Avec son 25e long métrage, qui a toutes les allures d’une œuvre-somme, Pedro Almodóvar sonde avec une finesse fébrile les frontières de la liberté artistique, tout en se demandant quelle place il occupe encore dans le cinéma mondial qu’il a contribué à façonner. A-t-il encore, à 75 ans, quelque chose à dire ?Autofiction est, comme le suggère son titre, le portrait d’un artiste, pour qui la vie intime et la création cinématographique coexistent dans un tango fusionnel, mais où les partenaires de danse ne suivent pas toujours la même cadence. « Je voulais ébranler un peu la figure totémique du réalisateur, montrer ses faiblesses et ses défauts », a expliqué le maestro espagnol en mars dernier, lors de la sortie du film dans son pays natal. « Et me demander s’il a le droit de faire tout ce qu’il fait. »

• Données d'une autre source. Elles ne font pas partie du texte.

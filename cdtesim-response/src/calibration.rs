//! Detector calibration constants.

use cdtesim_core::{Error, Result};
use serde::{Deserialize, Serialize};
use std::fs::File;
use std::io::BufReader;
use std::path::Path;

/// Calibration of the CdTe response chain.
///
/// Loaded from JSON with every field optional; missing fields keep the
/// calibrated defaults.
#[derive(Debug, Clone, PartialEq, Serialize, Deserialize)]
#[serde(default)]
pub struct CalibrationConstants {
    /// Near-surface trapping amplitude `R0`.
    pub near_surface_r0: f64,
    /// Near-surface trapping length `L` (mm).
    pub near_surface_length_mm: f64,
    /// x coordinate of the cathode surface (mm); depth is measured from here.
    pub surface_x_mm: f64,
    /// Fano factor of CdTe.
    pub fano_factor: f64,
    /// Mean energy to create one electron-hole pair (keV).
    pub pair_creation_energy_kev: f64,
    /// Readout electronics noise (keV, one sigma).
    pub electronic_noise_kev: f64,
    /// Detection threshold (keV).
    pub threshold_kev: f64,
    /// Bias voltage (V).
    pub bias_voltage: f64,
    /// Electron mobility (cm²/Vs).
    pub electron_mobility: f64,
    /// Electron lifetime (s).
    pub electron_lifetime_s: f64,
    /// Hole mobility (cm²/Vs).
    pub hole_mobility: f64,
    /// Hole lifetime (s).
    pub hole_lifetime_s: f64,
    /// Crystal thickness, the nominal transport distance (mm).
    pub thickness_mm: f64,
}

impl Default for CalibrationConstants {
    fn default() -> Self {
        Self {
            near_surface_r0: 0.116,
            near_surface_length_mm: 5.28e-3,
            surface_x_mm: 12.7741,
            fano_factor: 0.15,
            pair_creation_energy_kev: 4.46e-3,
            electronic_noise_kev: 0.43,
            threshold_kev: 4.0,
            bias_voltage: 300.0,
            electron_mobility: 1100.0,
            electron_lifetime_s: 3e-6,
            hole_mobility: 100.0,
            hole_lifetime_s: 2e-6,
            thickness_mm: 1.0,
        }
    }
}

impl CalibrationConstants {
    /// Loads constants from a JSON file.
    ///
    /// # Errors
    /// Returns an error if the file cannot be read, is not valid JSON, or
    /// holds out-of-range values.
    pub fn from_json_file<P: AsRef<Path>>(path: P) -> Result<Self> {
        let path = path.as_ref();
        let reader = BufReader::new(File::open(path)?);
        let constants: Self = serde_json::from_reader(reader)
            .map_err(|e| Error::Config(format!("{}: {e}", path.display())))?;
        constants.validate()?;
        Ok(constants)
    }

    /// Parses constants from a JSON string.
    ///
    /// # Errors
    /// Returns an error for malformed JSON or out-of-range values.
    pub fn from_json(json: &str) -> Result<Self> {
        let constants: Self =
            serde_json::from_str(json).map_err(|e| Error::Config(e.to_string()))?;
        constants.validate()?;
        Ok(constants)
    }

    /// Checks that every constant is physically meaningful.
    ///
    /// # Errors
    /// Returns [`Error::Config`] naming the first offending field.
    pub fn validate(&self) -> Result<()> {
        if !(0.0..1.0).contains(&self.near_surface_r0) {
            return Err(Error::Config(format!(
                "near_surface_r0 must be in [0, 1), got {}",
                self.near_surface_r0
            )));
        }
        let positive = [
            ("near_surface_length_mm", self.near_surface_length_mm),
            ("pair_creation_energy_kev", self.pair_creation_energy_kev),
            ("bias_voltage", self.bias_voltage),
            ("electron_mobility", self.electron_mobility),
            ("electron_lifetime_s", self.electron_lifetime_s),
            ("hole_mobility", self.hole_mobility),
            ("hole_lifetime_s", self.hole_lifetime_s),
            ("thickness_mm", self.thickness_mm),
        ];
        for (name, value) in positive {
            if !(value > 0.0) || !value.is_finite() {
                return Err(Error::Config(format!("{name} must be positive, got {value}")));
            }
        }
        let non_negative = [
            ("fano_factor", self.fano_factor),
            ("electronic_noise_kev", self.electronic_noise_kev),
            ("threshold_kev", self.threshold_kev),
        ];
        for (name, value) in non_negative {
            if !(value >= 0.0) || !value.is_finite() {
                return Err(Error::Config(format!(
                    "{name} must be non-negative, got {value}"
                )));
            }
        }
        Ok(())
    }

    /// Sets the near-surface trapping constants.
    #[must_use]
    pub fn with_near_surface(mut self, r0: f64, length_mm: f64) -> Self {
        self.near_surface_r0 = r0;
        self.near_surface_length_mm = length_mm;
        self
    }

    /// Sets the electronic noise.
    #[must_use]
    pub fn with_electronic_noise(mut self, noise_kev: f64) -> Self {
        self.electronic_noise_kev = noise_kev;
        self
    }

    /// Sets the detection threshold.
    #[must_use]
    pub fn with_threshold(mut self, threshold_kev: f64) -> Self {
        self.threshold_kev = threshold_kev;
        self
    }

    /// Sets the bias voltage.
    #[must_use]
    pub fn with_bias_voltage(mut self, volts: f64) -> Self {
        self.bias_voltage = volts;
        self
    }

    /// Electron free path `μτV/d` in mm.
    #[must_use]
    pub fn electron_free_path_mm(&self) -> f64 {
        self.free_path_mm(self.electron_mobility, self.electron_lifetime_s)
    }

    /// Hole free path `μτV/d` in mm.
    #[must_use]
    pub fn hole_free_path_mm(&self) -> f64 {
        self.free_path_mm(self.hole_mobility, self.hole_lifetime_s)
    }

    fn free_path_mm(&self, mobility: f64, lifetime_s: f64) -> f64 {
        // Field is V / d(cm); d(cm) = d(mm) / 10 and cm -> mm is another x10.
        mobility * lifetime_s * self.bias_voltage * 100.0 / self.thickness_mm
    }
}

/// Ranges for the per-event randomization of the near-surface constants.
///
/// Used for calibration-sensitivity studies: each event draws `R0` and `L`
/// uniformly from these bounds.
#[derive(Debug, Clone, Copy, PartialEq, Serialize, Deserialize)]
#[serde(default)]
pub struct JitterBounds {
    /// Smallest `R0`.
    pub r0_min: f64,
    /// Largest `R0`.
    pub r0_max: f64,
    /// Smallest `L` (mm).
    pub length_min_mm: f64,
    /// Largest `L` (mm).
    pub length_max_mm: f64,
}

impl Default for JitterBounds {
    fn default() -> Self {
        Self {
            r0_min: 0.1,
            r0_max: 0.9,
            length_min_mm: 5.0e-3,
            length_max_mm: 8.5e-3,
        }
    }
}

impl JitterBounds {
    /// Checks that both ranges are ordered and physically meaningful.
    ///
    /// # Errors
    /// Returns [`Error::Config`] for inverted or out-of-range bounds.
    pub fn validate(&self) -> Result<()> {
        if !(0.0 <= self.r0_min && self.r0_min <= self.r0_max && self.r0_max < 1.0) {
            return Err(Error::Config(format!(
                "R0 jitter bounds must satisfy 0 <= min <= max < 1, got [{}, {}]",
                self.r0_min, self.r0_max
            )));
        }
        if !(0.0 < self.length_min_mm && self.length_min_mm <= self.length_max_mm) {
            return Err(Error::Config(format!(
                "L jitter bounds must satisfy 0 < min <= max, got [{}, {}]",
                self.length_min_mm, self.length_max_mm
            )));
        }
        Ok(())
    }
}

#[cfg(test)]
mod tests {
    use super::*;
    use approx::assert_relative_eq;
    use std::io::Write;

    #[test]
    fn test_default_free_paths() {
        let c = CalibrationConstants::default();
        assert_relative_eq!(c.electron_free_path_mm(), 99.0, epsilon = 1e-9);
        assert_relative_eq!(c.hole_free_path_mm(), 6.0, epsilon = 1e-9);
        assert!(c.validate().is_ok());
    }

    #[test]
    fn test_partial_json_keeps_defaults() {
        let c = CalibrationConstants::from_json(r#"{ "electronic_noise_kev": 0.6 }"#).unwrap();
        assert_relative_eq!(c.electronic_noise_kev, 0.6);
        assert_relative_eq!(c.fano_factor, 0.15);
        assert_relative_eq!(c.threshold_kev, 4.0);
    }

    #[test]
    fn test_invalid_values_rejected() {
        assert!(CalibrationConstants::from_json(r#"{ "near_surface_r0": 1.5 }"#).is_err());
        assert!(CalibrationConstants::from_json(r#"{ "thickness_mm": 0.0 }"#).is_err());
        assert!(CalibrationConstants::from_json(r#"{ "fano_factor": -0.1 }"#).is_err());
        assert!(CalibrationConstants::from_json("not json").is_err());
    }

    #[test]
    fn test_from_json_file() {
        let mut file = tempfile::NamedTempFile::new().unwrap();
        writeln!(file, r#"{{ "bias_voltage": 600.0, "threshold_kev": 5.0 }}"#).unwrap();
        let c = CalibrationConstants::from_json_file(file.path()).unwrap();
        assert_relative_eq!(c.threshold_kev, 5.0);
        assert_relative_eq!(c.electron_free_path_mm(), 198.0, epsilon = 1e-9);
    }

    #[test]
    fn test_jitter_bounds() {
        assert!(JitterBounds::default().validate().is_ok());
        let inverted = JitterBounds {
            r0_min: 0.5,
            r0_max: 0.2,
            ..JitterBounds::default()
        };
        assert!(inverted.validate().is_err());
    }
}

De fait, les principaux points de friction dans l’intrigue émergent lorsque Raúl, alter ego d’Almodóvar en proie à la page blanche depuis cinq ans, s’inspire d’un drame personnel ayant secoué sa fidèle assistante pour alimenter son nouveau projet. Ce dernier met en scène Elsa, réalisatrice de deux films cultes tournés il y a longtemps qui travaille désormais dans l’industrie publicitaire. Assaillie par des crises de panique depuis le décès de sa mère, elle décide de s’offrir des vacances aux îles Canaries, où l’inspiration lui revient soudainement, aux côtés de deux amies dont elle subtilise les traumas — infidélité conjugale pour l’une, mort d’un enfant pour l’autre — afin de préparer son grand retour au cinéma.Afin de signaler la situation crépusculaire dans laquelle il se trouve, Almodóvar choisit de tourner une bonne partie de son film dans les paysages lunaires de Lanzarote. Les saisissantes images aériennes de cette île de cendre volcanique tranchent violemment avec la marque de commerce du réalisateur de Volver et de Parle avec elle — cet univers visuel aux couleurs saturées « qui aimait trop la couleur rouge ou jaune », comme dirait Jean Leloup. Au milieu de ce paysage monochrome, une Jeep écarlate surgit soudainement : signe d’espoir franchement émouvant de la part d’un cinéaste qui n’a pas dit son dernier mot. Ou du moins qui se convainc que son œuvre n’est pas achevée…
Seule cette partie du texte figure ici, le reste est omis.